Retreats like Ruthin, it argued, were becoming status symbols of executive life. These views were based on a long tradition linking “brain work” with nervous conditions, stretching back to the 19th century medical condition of neurasthenia suffered by a supposedly oversensitive elite.

Ruthin Castle – retreat for stressed execs. Peter Etchells/Shutterstock

Stress for everyone

While associations between stress and executives persisted, the early 1970s saw the democratisation of stress through an ever-increasing stream of newspaper stories about new susceptible groups. The Daily Mirror identified manual workers on the production line and housewives trapped in noisy tower block flats. One article explained the “seven ages of stress” from toddler to pensioner, while others identified stress as the “big danger to your health” and “a killer”.

The reports made it clear that stress was something that anyone might experience. And by 1988 trade union-funded research claimed to “explode the myth of stress as an executive disease”, arguing that manual and clerical workers were far more likely to suffer stress.

Throughout the 1980s and 1990s a continual flow of media stories identified more susceptible groups and new varieties of stress, such as “burnout”. Readers were receiving a very clear message about the symptoms of stress and how to apply the label to their own experiences.
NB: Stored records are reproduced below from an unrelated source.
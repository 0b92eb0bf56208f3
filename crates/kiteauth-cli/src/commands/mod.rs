//! Subcommand implementations.

pub mod login;
pub mod logout;
pub mod request;
pub mod status;
pub mod totp;

use anyhow::Result;

use crate::cli::{Commands, GlobalArgs};

pub async fn handle(command: Commands, global: &GlobalArgs) -> Result<()> {
    match command {
        Commands::Login(args) => login::run(args, global).await,
        Commands::Status(args) => status::run(args, global).await,
        Commands::Request(args) => request::run(args, global).await,
        Commands::Logout(args) => logout::run(args, global).await,
        Commands::Totp(args) => totp::run(args, global),
    }
}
This did not go unnoticed. Two writers for the social research organisation, Mass Observation, reflected on this influence in the 1980s. One described her job as a teacher as “very stressful”, but also suggested that the media made people much more aware of their health, as she was far more conscious of how she felt than five years previously. The other, a medical secretary, blamed increased “neurosis and ill-health” on attitudinal change, explaining that people no longer dealt with their own problems, but were encouraged to “seek help, from the vicar, social services, the doctor and Auntie Minnie on the woman’s page”.

Her view neatly encapsulated the cultural shift that saw Britons exchange the stoicism and self-sufficiency of earlier decades for an expectation that professional help was now needed for a range of everyday occurrences, including those causing stress. It also acknowledged the media’s role in both encouraging adoption of this view and supposedly offering help.

The availability of stress as an explanation for people’s responses to many different everyday situations led to its increased adoption by individuals, organisations and the state, so that by the end of the century, stress accounted for millions of lost working days.

Stress became useful because it could apparently explain much about people’s responses to late 20th century life. But such widespread popular usage has also rendered it largely empty of meaning. While labelling oneself as “stressed” is a useful starting point, it is perhaps wise to go beyond stress to think about what you are actually feeling and why.